Assignment:
From the material below, copy out each line with the word "Updated" in it.

Given data:

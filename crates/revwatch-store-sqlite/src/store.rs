//! [`SqliteStore`]: the SQLite implementation of [`ReviewStore`].

use std::path::Path;

use chrono::{DateTime, Utc};
use rusqlite::OptionalExtension as _;
use uuid::Uuid;

use revwatch_core::{
  profile::{Profile, ProfileSnapshot, TrackedProfile},
  review::Review,
  store::{InstallOutcome, ReviewStore},
  subscription::{NewSubscription, SubscribeOutcome, Subscription},
};

use crate::{
  encode::{
    decode_uuid, encode_dt, encode_uuid, RawProfile, RawReview, RawSubscription,
    PROFILE_COLUMNS, REVIEW_COLUMNS, SUBSCRIPTION_COLUMNS,
  },
  schema::SCHEMA,
  Error, Result,
};

// ─── Transaction outcomes ────────────────────────────────────────────────────

/// What happened inside the install transaction, before UUID decoding.
enum RawInstall {
  MissingProfile,
  Conflict(Option<String>),
  Installed(Option<String>),
}

/// What happened inside the subscribe transaction.
enum RawSubscribe {
  MissingProfile,
  Created(RawSubscription),
  Updated(RawSubscription),
}

// ─── Store ───────────────────────────────────────────────────────────────────

/// A revwatch store backed by a single SQLite file.
///
/// Cloning is cheap; the inner connection is reference-counted.
#[derive(Clone)]
pub struct SqliteStore {
  conn: tokio_rusqlite::Connection,
}

impl SqliteStore {
  /// Open (or create) a store at `path` and run schema initialisation.
  pub async fn open(path: impl AsRef<Path>) -> Result<Self> {
    let conn = tokio_rusqlite::Connection::open(path).await?;
    let store = Self { conn };
    store.init_schema().await?;
    Ok(store)
  }

  /// Open an in-memory store, for tests.
  pub async fn open_in_memory() -> Result<Self> {
    let conn = tokio_rusqlite::Connection::open_in_memory().await?;
    let store = Self { conn };
    store.init_schema().await?;
    Ok(store)
  }

  async fn init_schema(&self) -> Result<()> {
    self
      .conn
      .call(|conn| {
        conn.execute_batch(SCHEMA)?;
        Ok(())
      })
      .await?;
    Ok(())
  }

  /// Number of review rows stored for `profile_id`. The schema keeps this at
  /// zero or one; exposed for diagnostics and tests.
  pub async fn count_reviews(&self, profile_id: &str) -> Result<usize> {
    let profile_id = profile_id.to_owned();
    let count: i64 = self
      .conn
      .call(move |conn| {
        Ok(conn.query_row(
          "SELECT COUNT(*) FROM reviews WHERE profile_id = ?1",
          rusqlite::params![profile_id],
          |r| r.get(0),
        )?)
      })
      .await?;
    Ok(count as usize)
  }
}

// ─── ReviewStore impl ────────────────────────────────────────────────────────

impl ReviewStore for SqliteStore {
  type Error = Error;

  // ── Profiles ──────────────────────────────────────────────────────────────

  async fn add_profile(
    &self,
    snapshot: ProfileSnapshot,
    created_at: DateTime<Utc>,
  ) -> Result<Profile> {
    let profile_id = snapshot.profile_id.clone();
    let at_str     = encode_dt(created_at);

    self
      .conn
      .call(move |conn| {
        conn.execute(
          "INSERT INTO profiles (profile_id, display_name, latest_review_id, created_at)
           VALUES (?1, ?2, NULL, ?3)
           ON CONFLICT (profile_id) DO NOTHING",
          rusqlite::params![snapshot.profile_id, snapshot.display_name, at_str],
        )?;
        Ok(())
      })
      .await?;

    let stored = self.get_profile(&profile_id).await?;
    stored.ok_or(Error::ProfileNotFound(profile_id))
  }

  async fn get_profile(&self, profile_id: &str) -> Result<Option<Profile>> {
    let profile_id = profile_id.to_owned();

    let raw: Option<RawProfile> = self
      .conn
      .call(move |conn| {
        Ok(conn
          .query_row(
            &format!("SELECT {PROFILE_COLUMNS} FROM profiles p WHERE p.profile_id = ?1"),
            rusqlite::params![profile_id],
            |row| RawProfile::from_row(row, 0),
          )
          .optional()?)
      })
      .await?;

    raw.map(RawProfile::into_profile).transpose()
  }

  async fn list_subscribed_profiles(&self) -> Result<Vec<TrackedProfile>> {
    let raws: Vec<(RawProfile, Option<RawReview>)> = self
      .conn
      .call(|conn| {
        // Never-crawled profiles first, then the stalest.
        let mut stmt = conn.prepare(&format!(
          "SELECT {PROFILE_COLUMNS}, {REVIEW_COLUMNS}
           FROM profiles p
           LEFT JOIN reviews r ON r.review_id = p.latest_review_id
           WHERE EXISTS (
             SELECT 1 FROM subscriptions s WHERE s.profile_id = p.profile_id
           )
           ORDER BY r.crawled_at IS NOT NULL, r.crawled_at, p.profile_id"
        ))?;

        let rows = stmt
          .query_map([], |row| {
            let profile   = RawProfile::from_row(row, 0)?;
            let review_id: Option<String> = row.get(4)?;
            let review = match review_id {
              Some(_) => Some(RawReview::from_row(row, 4)?),
              None    => None,
            };
            Ok((profile, review))
          })?
          .collect::<rusqlite::Result<Vec<_>>>()?;
        Ok(rows)
      })
      .await?;

    raws
      .into_iter()
      .map(|(profile, review)| {
        Ok(TrackedProfile {
          profile:       profile.into_profile()?,
          latest_review: review.map(RawReview::into_review).transpose()?,
        })
      })
      .collect()
  }

  // ── Reviews ───────────────────────────────────────────────────────────────

  async fn current_review(&self, profile_id: &str) -> Result<Option<Review>> {
    let profile_id = profile_id.to_owned();

    let raw: Option<RawReview> = self
      .conn
      .call(move |conn| {
        Ok(conn
          .query_row(
            &format!(
              "SELECT {REVIEW_COLUMNS}
               FROM profiles p
               JOIN reviews r ON r.review_id = p.latest_review_id
               WHERE p.profile_id = ?1"
            ),
            rusqlite::params![profile_id],
            |row| RawReview::from_row(row, 0),
          )
          .optional()?)
      })
      .await?;

    raw.map(RawReview::into_review).transpose()
  }

  async fn install_review(
    &self,
    review: Review,
    expected_current: Option<Uuid>,
  ) -> Result<InstallOutcome> {
    let profile_id     = review.profile_id.clone();
    let review_id_str  = encode_uuid(review.review_id);
    let expected_str   = expected_current.map(encode_uuid);
    let crawled_at_str = encode_dt(review.crawled_at);

    let raw = self
      .conn
      .call(move |conn| {
        let tx = conn.transaction()?;

        let current: Option<Option<String>> = tx
          .query_row(
            "SELECT latest_review_id FROM profiles WHERE profile_id = ?1",
            rusqlite::params![review.profile_id],
            |r| r.get(0),
          )
          .optional()?;

        // Returning early drops `tx`, which rolls back.
        let Some(current) = current else {
          return Ok(RawInstall::MissingProfile);
        };
        if current != expected_str {
          return Ok(RawInstall::Conflict(current));
        }

        // Delete before insert: UNIQUE(profile_id) forbids two rows, and the
        // deferred pointer FK tolerates the gap until COMMIT.
        tx.execute(
          "DELETE FROM reviews WHERE profile_id = ?1",
          rusqlite::params![review.profile_id],
        )?;
        tx.execute(
          "INSERT INTO reviews (
             review_id, profile_id, place_id, place_name, star_rating,
             body, body_original, crawled_at
           ) VALUES (?1, ?2, ?3, ?4, ?5, ?6, ?7, ?8)",
          rusqlite::params![
            review_id_str,
            review.profile_id,
            review.place_id,
            review.place_name,
            review.star_rating,
            review.body,
            review.body_original_language,
            crawled_at_str,
          ],
        )?;
        tx.execute(
          "UPDATE profiles SET latest_review_id = ?1 WHERE profile_id = ?2",
          rusqlite::params![review_id_str, review.profile_id],
        )?;
        tx.commit()?;

        Ok(RawInstall::Installed(current))
      })
      .await?;

    match raw {
      RawInstall::MissingProfile => Err(Error::ProfileNotFound(profile_id)),
      RawInstall::Conflict(current) => Ok(InstallOutcome::Conflict {
        current: current.as_deref().map(decode_uuid).transpose()?,
      }),
      RawInstall::Installed(previous) => {
        let replaced = previous.as_deref().map(decode_uuid).transpose()?;
        tracing::debug!(%profile_id, ?replaced, "installed review");
        Ok(InstallOutcome::Installed { replaced })
      }
    }
  }

  async fn touch_review(&self, review_id: Uuid, crawled_at: DateTime<Utc>) -> Result<bool> {
    let id_str = encode_uuid(review_id);
    let at_str = encode_dt(crawled_at);

    let changed = self
      .conn
      .call(move |conn| {
        Ok(conn.execute(
          "UPDATE reviews SET crawled_at = ?1 WHERE review_id = ?2",
          rusqlite::params![at_str, id_str],
        )?)
      })
      .await?;

    Ok(changed > 0)
  }

  // ── Subscriptions ─────────────────────────────────────────────────────────

  async fn subscribe(
    &self,
    input: NewSubscription,
    created_at: DateTime<Utc>,
  ) -> Result<SubscribeOutcome> {
    let profile_id = input.profile_id.clone();
    let new_id     = encode_uuid(Uuid::new_v4());
    let at_str     = encode_dt(created_at);

    let raw = self
      .conn
      .call(move |conn| {
        let tx = conn.transaction()?;

        let tracked: bool = tx
          .query_row(
            "SELECT 1 FROM profiles WHERE profile_id = ?1",
            rusqlite::params![input.profile_id],
            |_| Ok(true),
          )
          .optional()?
          .unwrap_or(false);
        if !tracked {
          return Ok(RawSubscribe::MissingProfile);
        }

        let existing: Option<String> = tx
          .query_row(
            "SELECT subscription_id FROM subscriptions
             WHERE group_id = ?1 AND profile_id = ?2",
            rusqlite::params![input.group_id, input.profile_id],
            |r| r.get(0),
          )
          .optional()?;

        let (subscription_id, created) = match existing {
          Some(id) => {
            tx.execute(
              "UPDATE subscriptions SET channel_id = ?1, deliver_original = ?2
               WHERE subscription_id = ?3",
              rusqlite::params![input.channel_id, input.deliver_original_language, id],
            )?;
            (id, false)
          }
          None => {
            tx.execute(
              "INSERT INTO subscriptions (
                 subscription_id, group_id, channel_id, profile_id,
                 deliver_original, created_at
               ) VALUES (?1, ?2, ?3, ?4, ?5, ?6)",
              rusqlite::params![
                new_id,
                input.group_id,
                input.channel_id,
                input.profile_id,
                input.deliver_original_language,
                at_str,
              ],
            )?;
            (new_id, true)
          }
        };

        let row = tx.query_row(
          &format!(
            "SELECT {SUBSCRIPTION_COLUMNS} FROM subscriptions s
             WHERE s.subscription_id = ?1"
          ),
          rusqlite::params![subscription_id],
          |row| RawSubscription::from_row(row, 0),
        )?;
        tx.commit()?;

        Ok(if created {
          RawSubscribe::Created(row)
        } else {
          RawSubscribe::Updated(row)
        })
      })
      .await?;

    match raw {
      RawSubscribe::MissingProfile => Err(Error::ProfileNotFound(profile_id)),
      RawSubscribe::Created(row) => Ok(SubscribeOutcome::Created(row.into_subscription()?)),
      RawSubscribe::Updated(row) => Ok(SubscribeOutcome::Updated(row.into_subscription()?)),
    }
  }

  async fn unsubscribe(&self, group_id: &str, profile_id: &str) -> Result<bool> {
    let group_id   = group_id.to_owned();
    let profile_id = profile_id.to_owned();

    let deleted = self
      .conn
      .call(move |conn| {
        Ok(conn.execute(
          "DELETE FROM subscriptions WHERE group_id = ?1 AND profile_id = ?2",
          rusqlite::params![group_id, profile_id],
        )?)
      })
      .await?;

    Ok(deleted > 0)
  }

  async fn get_subscription(&self, subscription_id: Uuid) -> Result<Option<Subscription>> {
    let id_str = encode_uuid(subscription_id);

    let raw: Option<RawSubscription> = self
      .conn
      .call(move |conn| {
        Ok(conn
          .query_row(
            &format!(
              "SELECT {SUBSCRIPTION_COLUMNS} FROM subscriptions s
               WHERE s.subscription_id = ?1"
            ),
            rusqlite::params![id_str],
            |row| RawSubscription::from_row(row, 0),
          )
          .optional()?)
      })
      .await?;

    raw.map(RawSubscription::into_subscription).transpose()
  }

  async fn subscriptions_for_profile(&self, profile_id: &str) -> Result<Vec<Subscription>> {
    let profile_id = profile_id.to_owned();

    let raws: Vec<RawSubscription> = self
      .conn
      .call(move |conn| {
        let mut stmt = conn.prepare(&format!(
          "SELECT {SUBSCRIPTION_COLUMNS} FROM subscriptions s
           WHERE s.profile_id = ?1
           ORDER BY s.created_at"
        ))?;
        let rows = stmt
          .query_map(rusqlite::params![profile_id], |row| {
            RawSubscription::from_row(row, 0)
          })?
          .collect::<rusqlite::Result<Vec<_>>>()?;
        Ok(rows)
      })
      .await?;

    raws.into_iter().map(RawSubscription::into_subscription).collect()
  }

  async fn delete_subscription(&self, subscription_id: Uuid) -> Result<bool> {
    let id_str = encode_uuid(subscription_id);

    let deleted = self
      .conn
      .call(move |conn| {
        Ok(conn.execute(
          "DELETE FROM subscriptions WHERE subscription_id = ?1",
          rusqlite::params![id_str],
        )?)
      })
      .await?;

    Ok(deleted > 0)
  }

  async fn followed_profiles(&self, group_id: &str) -> Result<Vec<Profile>> {
    let group_id = group_id.to_owned();

    let raws: Vec<RawProfile> = self
      .conn
      .call(move |conn| {
        let mut stmt = conn.prepare(&format!(
          "SELECT {PROFILE_COLUMNS}
           FROM profiles p
           JOIN subscriptions s ON s.profile_id = p.profile_id
           WHERE s.group_id = ?1
           ORDER BY p.display_name, p.profile_id"
        ))?;
        let rows = stmt
          .query_map(rusqlite::params![group_id], |row| RawProfile::from_row(row, 0))?
          .collect::<rusqlite::Result<Vec<_>>>()?;
        Ok(rows)
      })
      .await?;

    raws.into_iter().map(RawProfile::into_profile).collect()
  }
}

Answer for the task:
  Updated(RawSubscription),
          RawSubscribe::Updated(row)
      RawSubscribe::Updated(row) => Ok(SubscribeOutcome::Updated(row.into_subscription()?)),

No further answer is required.